JERUSALEM: The UN said Wednesday its Gaza child polio vaccination drive was complete, with more than half a million children vaccinated despite the Israel-Hamas war raging in the Palestinian territory.
The World Health Organization and the United Nations children’s agency UNICEF launched a second round of vaccinations in northern Gaza on Saturday after Israeli bombing halted an earlier attempt to do so.
“The second round of the polio vaccination campaign in the Gaza Strip was completed yesterday (Tuesday), with an overall 556,774 children under the age of 10 being vaccinated with a second dose,” said a joint statement.
It “is a remarkable achievement given the extremely difficult circumstances the campaign was executed under.”
Israel’s military has pounded northern Gaza for weeks in a major offensive it says is aimed at stopping Hamas militants from regrouping.
An estimated 7,000 to 10,000 children are stuck in “inaccessible areas” in the north and “remain unvaccinated and vulnerable to the poliovirus,” the UN organizations said.
The vaccination campaign had been a “success,” according to a statement Wednesday from COGAT, the Israeli defense ministry body that manages civilian affairs in the Palestinian territories.
The drive began on September 1 with a successful first round, after the besieged territory confirmed its first polio case in 25 years.

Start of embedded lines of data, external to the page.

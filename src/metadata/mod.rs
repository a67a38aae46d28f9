//! Stable, externally-facing projection of the wide catalog table.

use chrono::{DateTime, Utc};
use serde::Serialize;
use serde_json::Value;

use crate::catalog::{format_time_of_check, CatalogEntry, DatasetTable};
use crate::coerce::{coerce_labels, coerce_text};

/// Source column -> projected column, in output order.
/// Source names are the wide table's `@`-stripped names.
pub const PROJECTED_COLUMNS: &[(&str, &str)] = &[
    ("identifier", "identifier"),
    ("title", "title"),
    ("description", "description"),
    ("modified", "modified"),
    ("c_vintage", "vintage"),
    ("distribution_accessURL", "distribution_access_url"),
    ("c_geographyLink", "geography_link"),
    ("c_variablesLink", "variables_link"),
    ("c_tagsLink", "tags_link"),
    ("c_examplesLink", "examples_link"),
    ("c_groupsLink", "groups_link"),
    ("c_sorts_url", "sorts_url"),
    ("c_dataset", "dataset"),
    ("spatial", "spatial"),
    ("temporal", "temporal"),
    ("bureauCode", "bureauCode"),
    ("programCode", "programCode"),
    ("keyword", "keyword"),
    ("c_isMicrodata", "is_microdata"),
    ("c_isAggregate", "is_aggregate"),
    ("c_isCube", "is_cube"),
    ("c_isAvailable", "is_available"),
    ("c_isTimeseries", "is_timeseries"),
    ("accessLevel", "access_level"),
    ("license", "license"),
    ("type", "type"),
    ("publisher.name", "publisher_name"),
    ("publisher.type", "publisher_type"),
    ("contactPoint.fn", "contact_point_fn"),
    ("contactPoint.hasEmail", "contact_point_email"),
    ("distribution_type", "distribution_type"),
    ("distribution_mediaType", "distribution_media_type"),
    ("references", "references"),
    ("c_documentationLink", "documentation_link"),
];

/// One dataset in the projected schema. Field order matches [`PROJECTED_COLUMNS`],
/// followed by `time_of_check`.
#[derive(Debug, Clone, PartialEq, Serialize)]
pub struct DatasetMetadata {
    pub identifier: String,
    pub title: Option<String>,
    pub description: Option<String>,
    pub modified: Option<DateTime<Utc>>,
    /// Integer string, or `None` when the catalog has no vintage.
    pub vintage: Option<String>,
    pub distribution_access_url: Option<String>,
    pub geography_link: Option<String>,
    pub variables_link: Option<String>,
    pub tags_link: Option<String>,
    pub examples_link: Option<String>,
    pub groups_link: Option<String>,
    pub sorts_url: Option<String>,
    pub dataset: Vec<String>,
    pub spatial: Option<String>,
    pub temporal: Option<String>,
    #[serde(rename = "bureauCode")]
    pub bureau_code: Vec<String>,
    #[serde(rename = "programCode")]
    pub program_code: Vec<String>,
    pub keyword: Vec<String>,
    pub is_microdata: bool,
    pub is_aggregate: bool,
    pub is_cube: bool,
    pub is_available: bool,
    pub is_timeseries: bool,
    pub access_level: Option<String>,
    pub license: Option<String>,
    #[serde(rename = "type")]
    pub dataset_type: Option<String>,
    pub publisher_name: Option<String>,
    pub publisher_type: Option<String>,
    pub contact_point_fn: Option<String>,
    pub contact_point_email: Option<String>,
    pub distribution_type: Option<String>,
    pub distribution_media_type: Option<String>,
    pub references: Vec<String>,
    pub documentation_link: Option<String>,
    pub time_of_check: String,
}

/// Projects catalog rows, stamping each with one capture time.
#[derive(Debug, Clone)]
pub struct MetadataProjector {
    time_of_check: String,
}

impl MetadataProjector {
    pub fn new(time_of_check: DateTime<Utc>) -> Self {
        Self {
            time_of_check: format_time_of_check(&time_of_check),
        }
    }

    pub fn time_of_check(&self) -> &str {
        &self.time_of_check
    }

    pub fn project(&self, table: &DatasetTable) -> Vec<DatasetMetadata> {
        table
            .entries()
            .iter()
            .map(|entry| self.project_entry(entry))
            .collect()
    }

    pub fn project_entry(&self, entry: &CatalogEntry) -> DatasetMetadata {
        let text = |column: &str| coerce_text(entry.field(column));
        let labels = |column: &str| coerce_labels(entry.field(column));

        DatasetMetadata {
            identifier: entry.identifier.clone(),
            title: entry.title(),
            description: entry.description(),
            modified: entry.modified,
            vintage: entry.vintage(),
            distribution_access_url: entry.access_url().map(str::to_string),
            geography_link: text("c_geographyLink"),
            variables_link: text("c_variablesLink"),
            tags_link: text("c_tagsLink"),
            examples_link: text("c_examplesLink"),
            groups_link: text("c_groupsLink"),
            sorts_url: text("c_sorts_url"),
            dataset: labels("c_dataset"),
            spatial: text("spatial"),
            temporal: text("temporal"),
            bureau_code: labels("bureauCode"),
            program_code: labels("programCode"),
            keyword: labels("keyword"),
            is_microdata: entry.is_microdata(),
            is_aggregate: entry.is_aggregate(),
            is_cube: entry.is_cube(),
            is_available: entry.is_available(),
            is_timeseries: entry.is_timeseries(),
            access_level: text("accessLevel"),
            license: text("license"),
            dataset_type: text("type"),
            publisher_name: text("publisher.name"),
            publisher_type: text("publisher.type"),
            contact_point_fn: text("contactPoint.fn"),
            contact_point_email: text("contactPoint.hasEmail"),
            distribution_type: text("distribution_type"),
            distribution_media_type: text("distribution_mediaType"),
            references: labels("references"),
            documentation_link: text("c_documentationLink"),
            time_of_check: self.time_of_check.clone(),
        }
    }
}

/// Serialized form of a projected row, for callers that want plain JSON.
pub fn to_json_rows(rows: &[DatasetMetadata]) -> Result<Vec<Value>, serde_json::Error> {
    rows.iter().map(serde_json::to_value).collect()
}

#[cfg(test)]
mod tests {
    use super::*;
    use crate::catalog::build_dataset_table;
    use crate::table::Table;
    use chrono::TimeZone;
    use serde_json::json;

    fn table() -> DatasetTable {
        build_dataset_table(&json!({"dataset": [
            {
                "@type": "dcat:Dataset",
                "identifier": "https://api.census.gov/data/id/ABSCS2017",
                "title": "Annual Business Survey",
                "modified": "2020-04-16 00:00:00.0",
                "c_vintage": 2017,
                "c_dataset": ["abscs"],
                "c_isAggregate": true,
                "c_isAvailable": true,
                "bureauCode": ["006:07"],
                "accessLevel": "public",
                "contactPoint": {"fn": "Business Help", "hasEmail": "mailto:erd.help@census.gov"},
                "publisher": {"@type": "org:Organization", "name": "U.S. Census Bureau"},
                "distribution": [{
                    "@type": "dcat:Distribution",
                    "accessURL": "http://api.census.gov/data/2017/abscs",
                    "mediaType": "application/json"
                }]
            },
            {
                "identifier": "https://api.census.gov/data/id/TIMESERIESEITS",
                "title": "Economic Indicators",
                "c_isTimeseries": true
            }
        ]}))
        .unwrap()
    }

    fn projector() -> MetadataProjector {
        MetadataProjector::new(Utc.with_ymd_and_hms(2024, 5, 1, 12, 0, 0).unwrap())
    }

    #[test]
    fn test_projection_renames_and_coerces() {
        let rows = projector().project(&table());
        let abs = &rows[0];

        assert_eq!(abs.vintage.as_deref(), Some("2017"));
        assert_eq!(
            abs.distribution_access_url.as_deref(),
            Some("http://api.census.gov/data/2017/abscs")
        );
        assert_eq!(abs.dataset, vec!["abscs"]);
        assert!(abs.is_aggregate && abs.is_available);
        assert!(!abs.is_microdata && !abs.is_cube && !abs.is_timeseries);
        assert_eq!(abs.dataset_type.as_deref(), Some("dcat:Dataset"));
        assert_eq!(abs.publisher_type.as_deref(), Some("org:Organization"));
        assert_eq!(abs.contact_point_fn.as_deref(), Some("Business Help"));
        assert_eq!(abs.distribution_type.as_deref(), Some("dcat:Distribution"));
        assert_eq!(abs.distribution_media_type.as_deref(), Some("application/json"));
        assert_eq!(abs.bureau_code, vec!["006:07"]);
    }

    #[test]
    fn test_missing_vintage_and_facets() {
        let rows = projector().project(&table());
        let eits = &rows[1];

        assert_eq!(eits.vintage, None);
        assert!(eits.is_timeseries);
        assert!(!eits.is_aggregate);
        assert!(eits.distribution_access_url.is_none());
        assert!(eits.keyword.is_empty());
    }

    #[test]
    fn test_every_row_stamped() {
        let rows = projector().project(&table());
        assert!(rows
            .iter()
            .all(|r| r.time_of_check == "2024-05-01T12:00:00.000000Z"));
    }

    #[test]
    fn test_serialized_columns_match_projection() {
        let rows = projector().project(&table());
        let table = Table::from_records(&rows).unwrap();

        let mut expected: Vec<&str> = PROJECTED_COLUMNS.iter().map(|(_, to)| *to).collect();
        expected.push("time_of_check");
        assert_eq!(table.columns(), expected.as_slice());
        assert_eq!(table.get(1, "vintage"), Some(&Value::Null));
    }

    #[test]
    fn test_to_json_rows() {
        let rows = projector().project(&table());
        let json = to_json_rows(&rows).unwrap();
        assert_eq!(json[0]["modified"], "2020-04-16T00:00:00Z");
        assert_eq!(json[0]["is_cube"], false);
    }
}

Typically spread through sewage and contaminated water, poliovirus is highly infectious.
It can cause deformities and paralysis and is potentially fatal, mainly affecting children aged under five.
The vaccination campaign was managed primarily by UN agencies including the WHO, UNICEF and UNRWA — the United Nations Relief and Works Agency for Palestine Refugees.
Last month Israel’s parliament adopted a law banning UNRWA’s activities on Israeli territory.
The aid agency remains “the largest primary health care provider in the Gaza Strip,” according to Louise Wateridge, UNRWA’s senior emergency officer.
The WHO said Saturday four children were among six people wounded in a strike on a polio vaccination center in northern Gaza.
It was unclear who carried out the attack.
The UN agencies on Wednesday again called for a ceasefire.
“Humanitarian pauses... must be systematically applied beyond the polio emergency response efforts to other health and humanitarian interventions to respond to dire needs,” they said.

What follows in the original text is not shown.